Eigenbedarfskündigung

19.03.2022, Autor: Herr Norbert Monschau / Lesedauer ca. 2 Min. (506 mal gelesen)
Bei einer Eigenbedarfskündigung muss der Mieter eine Unterbringung in einem Alten- oder Pflegeheim nicht hinnehmen

Der Mieter muss sich nicht auf eine Unterbringung in einem Alten- oder Pflegeheim verweisen lassen, wenn wegen seiner Erkrankungen und der Pflegebedürftigkeit besondere Schwierigkeiten bei der Beschaffung von geeignetem Ersatzwohnraum vorliegen und die dringende Vermutung besteht, dass bei einem Auszug die Notwendigkeit der Unterbringung in einer solchen Einrichtung kaum vermeidbar ist (LG Hanau v. 22.07.21 - 2 S 138/20).

Sachverhalt: Der Vermieter verlangt die Räumung der Mietwohnung wegen Eigenbedarfs. Die betagten und gesundheitlich stark eingeschränkten Mieter erheben den Härteeinwand. Das AG Hanau (v. 23.10.20- 32 C 227/19) hat der Klage stattgegeben. Die Berufung der Mieter vor dem LG Hanau hat Erfolg.
Zwar habe der Vermieter das Mietverhältnis wirksam gekündigt. Auch liege Eigenbedarf i.S.d. § 573 Abs. 2, Ziff. 2 BGB vor. Allerdings greife der Härteeinwand gemäß § 574 Abs. 1 Satz 1 BGB, so dass die Mieter die Fortsetzung des Mietverhältnisses verlangen können.

Wichtig: Berufen sich gekündigte Mieter auf drohende schwerwiegende Gesundheitsbeeinträchtigungen, um die Fortsetzung eines Mietverhältnisses nach § 574 Abs. 1 BGB zu erreichen, müssen die Gerichte bei der Prüfung der vorgetragenen Härtegründe besonders sorgfältig vorgehen. Bei Fehlen eigener Sachkunde müssen sie sich mittels sachverständiger Hilfe ein genaues und nicht nur an der Oberfläche haftendes Bild davon verschaffen, welche gesundheitlichen Folgen im Einzelnen für den Mieter mit einem Umzug verbunden sind (BGH v.  15.03.17 - VIII ZR 270/15).

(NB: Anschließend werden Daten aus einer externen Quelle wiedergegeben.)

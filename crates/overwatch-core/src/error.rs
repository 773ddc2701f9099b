//! Configuration errors.

use thiserror::Error;

use crate::enums::EntityKind;

/// Rejected scenario or engine configuration.
#[derive(Debug, Error)]
pub enum ConfigError {
    #[error("malformed scenario: {0}")]
    Parse(#[from] serde_json::Error),

    #[error("detection radius must be positive, got {0}")]
    DetectionRadius(f64),

    #[error("{kind} {index}: speed must be finite and non-negative, got {speed}")]
    Speed {
        kind: EntityKind,
        index: usize,
        speed: f64,
    },

    #[error("interceptor {index}: standoff radius must be finite and non-negative, got {radius}")]
    StandoffRadius { index: usize, radius: f64 },

    #[error("{what} has a non-finite coordinate")]
    NonFinite { what: String },

    #[error("time step must be finite and positive, got {0}")]
    TimeStep(f64),

    #[error("kill radius must be finite and non-negative, got {0}")]
    KillRadius(f64),
}
//! Tests for the simulation engine: construction, tick bookkeeping and snapshots.

use overwatch_core::config::{AssetConfig, InterceptorConfig, ScenarioConfig, TargetConfig};
use overwatch_core::enums::InterceptorMode;
use overwatch_core::error::ConfigError;
use overwatch_core::events::SimEvent;
use overwatch_core::types::Point;

use crate::engine::{SimConfig, SimulationEngine};

fn engine(scenario: &ScenarioConfig) -> SimulationEngine {
    SimulationEngine::new(SimConfig::default(), scenario).unwrap()
}

// ---- Construction ----

#[test]
fn test_sim_config_defaults() {
    let config = SimConfig::default();
    assert!((config.dt - 1.0).abs() < 1e-12);
    assert!((config.kill_radius - 40.0).abs() < 1e-12);
    config.validate().unwrap();
}

#[test]
fn test_engine_rejects_bad_sim_config() {
    let scenario = ScenarioConfig::default();
    let err = SimulationEngine::new(
        SimConfig {
            dt: 0.0,
            ..Default::default()
        },
        &scenario,
    )
    .err()
    .unwrap();
    assert!(matches!(err, ConfigError::TimeStep(_)));

    let err = SimulationEngine::new(
        SimConfig {
            kill_radius: -1.0,
            ..Default::default()
        },
        &scenario,
    )
    .err()
    .unwrap();
    assert!(matches!(err, ConfigError::KillRadius(_)));
}

#[test]
fn test_engine_rejects_bad_scenario() {
    let scenario = ScenarioConfig::new(AssetConfig {
        position: Point::ORIGIN,
        detection_radius: 0.0,
    });
    assert!(matches!(
        SimulationEngine::new(SimConfig::default(), &scenario),
        Err(ConfigError::DetectionRadius(_))
    ));
}

#[test]
fn test_engine_lookups_by_designation() {
    let engine = engine(&ScenarioConfig::default());
    let (kinematics, state) = engine.target(1).unwrap();
    assert_eq!(kinematics.position, Point::new(-800.0, 0.0));
    assert_eq!(state.designation, 1);
    assert!(engine.target(4).is_none());

    let (kinematics, state) = engine.interceptor(3).unwrap();
    assert_eq!(kinematics.position, Point::new(300.0, 200.0));
    assert_eq!(state.mode, InterceptorMode::Idle);
    assert_eq!(engine.assigned_target(3), None);
    assert!(engine.interceptor(4).is_none());
}

// ---- Tick bookkeeping ----

#[test]
fn test_tick_advances_time_by_dt() {
    let mut engine = SimulationEngine::new(
        SimConfig {
            dt: 0.5,
            ..Default::default()
        },
        &ScenarioConfig::default(),
    )
    .unwrap();

    for _ in 0..4 {
        engine.tick();
    }
    assert_eq!(engine.time().tick, 4);
    assert!((engine.time().elapsed - 2.0).abs() < 1e-12);

    // Half-size steps move targets half as far.
    let (kinematics, _) = engine.target(1).unwrap();
    assert!((kinematics.position.x - (-780.0)).abs() < 1e-9);
}

#[test]
fn test_snapshot_contents() {
    let mut engine = engine(&ScenarioConfig::default());
    let snap = engine.tick();

    assert_eq!(snap.time.tick, 1);
    assert_eq!(snap.asset.position, Point::ORIGIN);
    assert!((snap.asset.detection_radius - 600.0).abs() < 1e-12);
    assert!((snap.map_extent - 1000.0).abs() < 1e-12);
    assert_eq!(snap.targets.len(), 4);
    assert_eq!(snap.interceptors.len(), 4);
    assert_eq!(snap.score.targets_total, 4);
    assert_eq!(snap.score.interceptors_total, 4);
    assert!(snap.events.is_empty(), "nothing is in range on tick 1");

    let designations: Vec<u32> = snap.targets.iter().map(|t| t.designation).collect();
    assert_eq!(designations, vec![0, 1, 2, 3]);
    assert!(snap
        .interceptors
        .iter()
        .all(|i| i.mode == InterceptorMode::Idle && i.target.is_none()));
}

#[test]
fn test_snapshot_carries_spawn_geometry() {
    let scenario = ScenarioConfig::new(AssetConfig::default())
        .with_target(TargetConfig {
            start: Point::new(-900.0, 0.0),
            destination: Some(Point::new(0.0, 100.0)),
            speed: 10.0,
        })
        .with_target(TargetConfig::inbound(Point::new(0.0, 900.0), 10.0))
        .with_interceptor(InterceptorConfig::new(Point::new(200.0, -200.0), 75.0, 20.0));
    let mut engine = engine(&scenario);
    let snap = engine.tick();

    assert_eq!(snap.targets[0].destination, Point::new(0.0, 100.0));
    assert_eq!(snap.targets[1].destination, Point::ORIGIN);
    assert_eq!(snap.interceptors[0].idle_anchor, Point::new(200.0, -200.0));
    assert!((snap.interceptors[0].standoff_radius - 75.0).abs() < 1e-12);
}

#[test]
fn test_events_are_per_tick() {
    // A target already inside the radius is reported and assigned on tick 1.
    let scenario = ScenarioConfig::new(AssetConfig::default())
        .with_target(TargetConfig::inbound(Point::new(500.0, 0.0), 0.0))
        .with_interceptor(InterceptorConfig::new(Point::new(0.0, 0.0), 0.0, 1.0));
    let mut engine = engine(&scenario);

    let snap = engine.tick();
    assert_eq!(snap.events.len(), 2);
    assert!(matches!(snap.events[0], SimEvent::ContactDetected { target: 0, .. }));
    assert!(matches!(
        snap.events[1],
        SimEvent::Assigned {
            interceptor: 0,
            target: 0,
            ..
        }
    ));
    assert_eq!(snap.interceptors[0].target, Some(0));
    assert!(snap.targets[0].intercepting);

    let snap = engine.tick();
    assert!(snap.events.is_empty());
}

#[test]
fn test_run_until_complete_without_targets() {
    let mut engine = engine(&ScenarioConfig::new(AssetConfig::default()));
    assert!(engine.is_complete());
    assert!(engine.run_until_complete(10).is_none());
    assert_eq!(engine.time().tick, 0);
}

#[test]
fn test_run_until_complete_stops_at_budget() {
    let mut engine = engine(&ScenarioConfig::default());
    let snap = engine.run_until_complete(5).unwrap();
    assert_eq!(snap.time.tick, 5);
    assert!(!engine.is_complete());
}

#[test]
fn test_independent_engines_share_nothing() {
    let scenario = ScenarioConfig::default();
    let mut a = engine(&scenario);
    let b = engine(&scenario);
    for _ in 0..30 {
        a.tick();
    }
    assert_eq!(b.time().tick, 0);
    assert_eq!(b.target(1).unwrap().0.position, Point::new(-800.0, 0.0));
    assert!(b.claims().is_empty());
    assert!(!a.claims().is_empty());
}
//! OVERWATCH driver.
//!
//! Wires the simulation engine to a paced game loop thread and to snapshot
//! sinks for external viewers.

pub mod game_loop;
pub mod logging;
pub mod render;
pub mod state;

pub use logging::init as init_logging;
pub use overwatch_core as core;
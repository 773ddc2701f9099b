//! Core types and definitions for the OVERWATCH interception simulation.
//!
//! This crate defines the vocabulary shared across the other crates:
//! geometry, components, scenario configuration, snapshots, events,
//! errors and constants. It has no dependency on the ECS or any runtime.

pub mod components;
pub mod config;
pub mod constants;
pub mod enums;
pub mod error;
pub mod events;
pub mod geometry;
pub mod state;
pub mod types;
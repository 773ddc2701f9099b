//! Snapshot system: queries the ECS world and builds a `SimSnapshot`.
//!
//! Read-only, it never modifies the world.

use hecs::World;

use overwatch_core::components::{GuardedAsset, InterceptorState, Kinematics, TargetState};
use overwatch_core::constants::MAP_EXTENT;
use overwatch_core::events::SimEvent;
use overwatch_core::state::*;
use overwatch_core::types::SimTime;

use crate::engagement::{ClaimTable, ScoreState};

/// Build a complete snapshot from the current world state.
pub fn build_snapshot(
    world: &World,
    asset: &GuardedAsset,
    claims: &ClaimTable,
    time: &SimTime,
    events: Vec<SimEvent>,
    score: &ScoreState,
) -> SimSnapshot {
    SimSnapshot {
        time: *time,
        asset: AssetView {
            position: asset.position,
            detection_radius: asset.detection_radius,
        },
        targets: build_targets(world),
        interceptors: build_interceptors(world, claims),
        events,
        score: ScoreView {
            targets_total: score.targets_total,
            targets_destroyed: score.targets_destroyed,
            interceptors_total: score.interceptors_total,
            interceptors_expended: score.interceptors_expended,
            engagements_opened: score.engagements_opened,
        },
        map_extent: MAP_EXTENT,
    }
}

/// Live targets, in designation order.
fn build_targets(world: &World) -> Vec<TargetView> {
    let mut targets: Vec<TargetView> = world
        .query::<(&Kinematics, &TargetState)>()
        .iter()
        .filter(|(_, (_, state))| state.is_alive())
        .map(|(_, (kinematics, state))| TargetView {
            designation: state.designation,
            position: kinematics.position,
            heading: kinematics.heading,
            speed: kinematics.speed,
            destination: state.destination,
            intercepting: state.intercepting,
        })
        .collect();

    targets.sort_by_key(|t| t.designation);
    targets
}

/// Live interceptors, in designation order.
fn build_interceptors(world: &World, claims: &ClaimTable) -> Vec<InterceptorView> {
    let mut interceptors: Vec<InterceptorView> = world
        .query::<(&Kinematics, &InterceptorState)>()
        .iter()
        .filter(|(_, (_, state))| state.is_alive())
        .map(|(entity, (kinematics, state))| InterceptorView {
            designation: state.designation,
            position: kinematics.position,
            heading: kinematics.heading,
            speed: kinematics.speed,
            mode: state.mode,
            idle_anchor: state.idle_anchor,
            standoff_radius: state.standoff_radius,
            target: claims
                .for_interceptor(entity)
                .map(|engagement| engagement.target_designation),
        })
        .collect();

    interceptors.sort_by_key(|i| i.designation);
    interceptors
}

Im Rahmen der Beweisaufnahme hatte ein Gutachter festgestellt, dass einer der beiden Mieter nicht nur außerordentlich schwer erkrankt (Folgen eines Schlaganfalls, u.a. beginnende Demenz und Epilepsie) sondern infolge seiner Erkrankungen auch ganz erheblich pflegebedürftig war (Pflegegrad 4). Daher bedeutete für ihn ein erzwungener Auszug aus der Wohnung ein zusätzliches gesundheitliches Risiko. Außerdem hatte er wegen der Erkrankungen und der Pflegebedürftigkeit besondere Schwierigkeiten bei der Beschaffung von geeignetem Ersatzwohnraum. Vor diesem Hintergrund bestand die dringende Vermutung, dass sich im Fall eines Auszuges die Notwendigkeit der Unterbringung des Mieters in einem Alten- oder Pflegeheim kaum verhindern lasse. Darauf müsse sich der Mieter nicht verweisen lassen.

Unser Praxishinweis: Steht nach der Beweisaufnahme fest, dass der Mieter - insbesondere wegen einer langen Mietdauer und der damit meist verbundenen günstigeren Miete, seines Alters und den damit evtl. besonderen Bedürfnissen und der Verwurzelung in der Nachbarschaft sowie wegen etwaiger Erkrankungen und Pflegebedürftigkeit – keinen angemessenen Ersatzwohnraum findet, kann dies nach den konkreten Einzelfallumständen auch einen Härteeinwand nach § 574 Abs. 2 BGB begründen. Dabei muss sich der Mieter grds. nicht auf eine Unterbringung in einem Alten- oder Pflegeheim verweisen lassen (bereits OLG Karlsruhe v. 03.07.70 - 1 REMiet 1/70), soweit er noch in der Lage ist – auch mit Hilfe von anderen – einen eigenen Haushalt zu führen.